▶ _Your objective_
Among the entries below, count the lines with "then" in them and state the total without comment.

╭─ Data for processing

use std::collections::BTreeMap;

use anyhow::Result;

use crate::utils;

#[test]
fn map_codec_round_trips_arbitrary_values() -> Result<()> {
    let mut map = BTreeMap::new();
    map.insert("id".into(), "c9a1".into());
    map.insert("host".into(), "worker-3.example.com".into());
    map.insert("groups".into(), "ingest, analytics".into());
    map.insert("definition".into(), "http | filter | log".into());
    map.insert("empty".into(), "".into());

    let bytes = utils::encode_map(&map)?;
    let decoded = utils::decode_map(&bytes)?;

    assert_eq!(decoded, map, "expected decoded map to match original, got {:?}", decoded);
    Ok(())
}

#[test]
fn map_codec_rejects_garbage_payload() {
    let res = utils::decode_map(b"\x00\x01not a map");
    assert!(res.is_err(), "expected decode of garbage payload to fail");
}

#[test]
fn comma_delimited_set_dedupes_and_trims() {
    let set = utils::comma_delimited_set(" ingest, analytics ,ingest,, ");
    assert_eq!(set.len(), 2, "expected 2 entries, got {:?}", set);
    assert!(set.contains("ingest"));
    assert!(set.contains("analytics"));
}

#[test]
fn comma_delimited_set_of_empty_input_is_empty() {
    assert!(utils::comma_delimited_set("").is_empty());
    assert!(utils::comma_delimited_set("  ").is_empty());
}
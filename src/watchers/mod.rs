//! Container membership watcher.
//!
//! The core of the orchestrator: a single-purpose loop consuming membership
//! events from the container registry and reconciling module placement with
//! each stream's declared policy.
//!
//! On arrival, every deployed stream is scanned in module deployment order
//! and any module the new container should host is written as a
//! per-container deployment record, followed by a bounded poll for the
//! container-side confirmation record. On departure, the departed
//! container's records are redeployed to replacements chosen by the
//! container matcher and its record subtree is then pruned.
//!
//! There is no mutual exclusion across concurrently delivered membership
//! events: the count gate here is read-then-write against the tree, so
//! brief over- or under-provisioning during membership churn is tolerated
//! and corrected by later events rather than treated as corruption.


use std::collections::hash_map::Entry;
use std::collections::HashMap;
use std::sync::Arc;

use anyhow::{Context, Result};
use futures::stream::StreamExt;
use rand::seq::SliceRandom;
use tokio::sync::broadcast;
use tokio::task::JoinHandle;
use tokio::time::Instant;
use tokio_stream::wrappers::{BroadcastStream, UnboundedReceiverStream};

use crate::cluster::{self, Container, ContainerAttributes};
use crate::config::Config;
use crate::coordination::{children_or_empty, CoordinationTree, TreeEvent};
use crate::error::DeploymentTimeout;
use crate::matcher;
use crate::paths::{self, ModuleDeploymentPath, StreamDeploymentPath};
use crate::stream::{ModuleDescriptor, ModuleType, Stream};

/// The outcome of waiting on a deployment's confirmation record.
enum Confirmation {
    /// The container-side record appeared within the bound.
    Confirmed,
    /// Shutdown was signalled mid-wait; the caller should exit quietly.
    Cancelled,
}

/// A watcher of container membership events.
pub struct ContainerWatcher {
    /// The application's runtime config.
    config: Arc<Config>,
    /// The coordination tree client.
    tree: Arc<dyn CoordinationTree>,

    /// A channel used for triggering graceful shutdown.
    shutdown_rx: BroadcastStream<()>,
    /// A shutdown receiver held from construction and consumed by the
    /// confirmation poll, so a signal sent at any point before or during a
    /// poll is observed rather than falling in a subscribe gap.
    confirm_shutdown_rx: broadcast::Receiver<()>,
}

impl ContainerWatcher {
    /// Create a new instance.
    pub fn new(config: Arc<Config>, tree: Arc<dyn CoordinationTree>, shutdown_tx: broadcast::Sender<()>) -> Self {
        Self {
            config,
            tree,
            shutdown_rx: BroadcastStream::new(shutdown_tx.subscribe()),
            confirm_shutdown_rx: shutdown_tx.subscribe(),
        }
    }

    pub fn spawn(self) -> JoinHandle<Result<()>> {
        tokio::spawn(self.run())
    }

    async fn run(mut self) -> Result<()> {
        let registry = paths::containers_root(&self.config.namespace);
        let events = self.tree.subscribe(&registry).await.context("error subscribing to container registry")?;
        let mut events = UnboundedReceiverStream::new(events);

        tracing::info!(%registry, "container watcher initialized");
        loop {
            tokio::select! {
                Some(event) = events.next() => self.handle_event(event).await,
                _ = self.shutdown_rx.next() => break,
            }
        }

        Ok(())
    }

    /// Handle membership events coming from the coordination tree.
    ///
    /// Event delivery is at-least-once and weakly ordered; both handlers are
    /// written to be safe under duplicate delivery.
    #[tracing::instrument(level = "debug", skip(self, event))]
    async fn handle_event(&mut self, event: TreeEvent) {
        match event {
            TreeEvent::ChildAdded { path, data } => {
                if let Err(err) = self.handle_container_arrived(&path, &data).await {
                    tracing::error!(error = ?err, %path, "error handling container arrival");
                }
            }
            TreeEvent::ChildRemoved { path, .. } => {
                if let Err(err) = self.handle_container_departed(&path).await {
                    tracing::error!(error = ?err, %path, "error handling container departure");
                }
            }
            TreeEvent::ChildUpdated { path, .. } => {
                tracing::info!(container = paths::child_name(&path), "container updated");
            }
            // Connection transitions drive no deployment logic. A degraded or
            // lost session only suppresses work, which the stopped-client
            // check in the departure handler already covers.
            TreeEvent::ConnectionSuspended => tracing::warn!("coordination store connection suspended"),
            TreeEvent::ConnectionReconnected => tracing::info!("coordination store connection reconnected"),
            TreeEvent::ConnectionLost => tracing::error!("coordination store connection lost"),
            TreeEvent::Initialized => tracing::debug!("container registry subscription initialized"),
        }
    }

    /// Handle the arrival of a container.
    ///
    /// Scans the existing streams and deploys to the new container every
    /// module which is under its target count, or which targets all eligible
    /// containers, provided any group constraint matches. Each deployment is
    /// confirmed before the scan proceeds; a confirmation timeout aborts the
    /// remainder of the scan and leaves the unconfirmed record in place.
    pub(crate) async fn handle_container_arrived(&mut self, path: &str, data: &[u8]) -> Result<()> {
        let container = Container::new(paths::child_name(path), ContainerAttributes::from_bytes(data)?);
        let groups = container.groups();
        tracing::info!(container = %container.id, "container arrived");

        let ns = self.config.namespace.clone();
        let deployed_streams = children_or_empty(&*self.tree, &paths::stream_deployments_root(&ns))
            .await
            .context("error listing deployed streams")?;
        for stream_name in deployed_streams {
            let definition = match self.tree.get_data(&paths::stream_definition(&ns, &stream_name)?).await {
                Ok(data) => data,
                Err(err) if err.is_no_node() => {
                    tracing::warn!(stream = %stream_name, "stream is marked deployed but its definition is gone, skipping");
                    continue;
                }
                Err(err) => return Err(err).context("error reading stream definition"),
            };
            let stream = Stream::from_bytes(&stream_name, &definition)?;

            for descriptor in stream.deployment_order() {
                if descriptor.has_group() && !groups.contains(&descriptor.group) {
                    continue;
                }
                let hosts = self.containers_for_module(descriptor).await?;
                if hosts.iter().any(|host| host == &container.id) {
                    // Already hosted here; duplicate event deliveries land on this gate.
                    continue;
                }
                if descriptor.count == 0 || hosts.len() < descriptor.count as usize {
                    tracing::info!(
                        module = %descriptor.name,
                        label = %descriptor.label,
                        stream = %stream_name,
                        container = %container.id,
                        "deploying module",
                    );
                    self.deploy_module(descriptor, &container.id).await?;
                    match self.await_confirmation(descriptor, &container.id).await? {
                        Confirmation::Confirmed => (),
                        Confirmation::Cancelled => return Ok(()),
                    }
                }
            }
        }
        Ok(())
    }

    /// Handle the departure of a container.
    ///
    /// Scans the deployment records of the departed container, redeploying
    /// each to a replacement where policy calls for it, then prunes the
    /// departed container's record subtree. A record referencing a module
    /// its stream no longer defines is skipped; any other failure aborts the
    /// remaining records of this departure.
    pub(crate) async fn handle_container_departed(&mut self, path: &str) -> Result<()> {
        let container = paths::child_name(path).to_string();
        tracing::info!(%container, "container departed");
        if self.tree.is_stopped() {
            // Nothing to clean up against a store this client can no longer
            // trust; the store's liveness already reflects the absence.
            return Ok(());
        }

        let ns = self.config.namespace.clone();
        let deployments_dir = paths::container_deployments_dir(&ns, &container)?;
        let records = children_or_empty(&*self.tree, &deployments_dir)
            .await
            .context("error listing deployment records of departed container")?;
        if records.is_empty() {
            return Ok(());
        }

        // Stream snapshots are cached only for the duration of this event.
        let mut streams: HashMap<String, Stream> = HashMap::new();
        for child in records {
            let record = ModuleDeploymentPath::parse_child(&container, &child)?;
            if record.module_type == ModuleType::Job {
                self.redeploy_job(&record).await?;
            } else {
                self.redeploy_stream_module(&record, &mut streams).await?;
            }
        }

        match self.tree.delete(&deployments_dir, true).await {
            Ok(()) => Ok(()),
            Err(err) if err.is_no_node() => Ok(()),
            Err(err) => Err(err).context("error pruning deployment records of departed container"),
        }
    }

    /// Redeploy a job-style record to one arbitrary live container.
    ///
    /// Jobs are single-assignment units with no replica policy, so the pick
    /// is uniform over current membership. No retry is scheduled when the
    /// fleet is empty.
    async fn redeploy_job(&self, record: &ModuleDeploymentPath) -> Result<()> {
        let membership = cluster::all_containers(&*self.tree, &self.config.namespace).await?;
        let chosen = membership.choose(&mut rand::thread_rng());
        match chosen {
            Some(target) => {
                tracing::info!(job = %record.stream, container = %target.id, "redeploying job");
                self.create_record(&record.for_container(&target.id).build(&self.config.namespace)?).await
            }
            None => {
                tracing::warn!(job = %record.stream, "no containers available for redeployment of job");
                Ok(())
            }
        }
    }

    /// Redeploy a replicated stream-module record to a matched container.
    async fn redeploy_stream_module(&self, record: &ModuleDeploymentPath, streams: &mut HashMap<String, Stream>) -> Result<()> {
        let ns = &self.config.namespace;
        let stream: &Stream = match streams.entry(record.stream.clone()) {
            Entry::Occupied(entry) => entry.into_mut(),
            Entry::Vacant(entry) => {
                let data = self
                    .tree
                    .get_data(&paths::stream_definition(ns, &record.stream)?)
                    .await
                    .context("error reading stream definition")?;
                entry.insert(Stream::from_bytes(&record.stream, &data)?)
            }
        };
        let descriptor = match stream.find_module(&record.label, record.module_type) {
            Ok(descriptor) => descriptor,
            Err(err) => {
                // A stale record; its module left the definition since it was written.
                tracing::warn!(error = %err, "skipping redeployment of stale record");
                return Ok(());
            }
        };
        if descriptor.count == 0 {
            if descriptor.has_group() {
                tracing::info!(
                    label = %descriptor.label,
                    stream = %stream.name,
                    group = %descriptor.group,
                    "module is targeted to all containers of its group; no redeployment needed",
                );
            } else {
                tracing::info!(label = %descriptor.label, stream = %stream.name, "module is targeted to all containers; no redeployment needed");
            }
            return Ok(());
        }

        let membership = cluster::all_containers(&*self.tree, ns).await?;
        match matcher::matching_containers(descriptor, &membership).first() {
            Some(target) => {
                tracing::info!(label = %descriptor.label, stream = %stream.name, container = %target.id, "redeploying module");
                self.create_record(&record.for_container(&target.id).build(ns)?).await
            }
            None => {
                tracing::warn!(label = %descriptor.label, stream = %stream.name, "no containers available for redeployment");
                Ok(())
            }
        }
    }

    /// List which containers currently host the given module.
    async fn containers_for_module(&self, descriptor: &ModuleDescriptor) -> Result<Vec<String>> {
        let dir = paths::stream_module_dir(&self.config.namespace, &descriptor.stream, descriptor.module_type, &descriptor.label)?;
        children_or_empty(&*self.tree, &dir).await.context("error listing containers hosting module")
    }

    /// Write the per-container deployment record which triggers the target
    /// container to start running the module.
    async fn deploy_module(&self, descriptor: &ModuleDescriptor, container: &str) -> Result<()> {
        let path = ModuleDeploymentPath {
            container: container.into(),
            stream: descriptor.stream.clone(),
            module_type: descriptor.module_type,
            label: descriptor.label.clone(),
        }
        .build(&self.config.namespace)?;
        self.create_record(&path).await
    }

    /// Create a deployment record, treating an already-present leaf as success.
    async fn create_record(&self, path: &str) -> Result<()> {
        match self.tree.create(path, &[], true).await {
            Ok(()) => Ok(()),
            Err(err) if err.is_node_exists() => {
                tracing::debug!(%path, "deployment record already exists");
                Ok(())
            }
            Err(err) => Err(err).context("error creating deployment record"),
        }
    }

    /// Poll for the container-side confirmation of a deployment.
    ///
    /// The per-stream record is written by the target container once the
    /// module is running. The poll interval and overall bound come from
    /// config; shutdown mid-wait is a quiet early exit, not a failure.
    async fn await_confirmation(&mut self, descriptor: &ModuleDescriptor, container: &str) -> Result<Confirmation> {
        let path = StreamDeploymentPath {
            stream: descriptor.stream.clone(),
            module_type: descriptor.module_type,
            label: descriptor.label.clone(),
            container: container.into(),
        }
        .build(&self.config.namespace)?;

        let deadline = Instant::now() + self.config.deploy_confirm_timeout();
        loop {
            tokio::select! {
                _ = tokio::time::sleep(self.config.deploy_confirm_interval()) => (),
                _ = self.confirm_shutdown_rx.recv() => return Ok(Confirmation::Cancelled),
            }
            if self.tree.exists(&path).await.context("error polling for deployment confirmation")? {
                return Ok(Confirmation::Confirmed);
            }
            if Instant::now() >= deadline {
                return Err(DeploymentTimeout { module: descriptor.name.clone(), container: container.into() }.into());
            }
        }
    }
}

╰─

▶ _Answer for the task_
3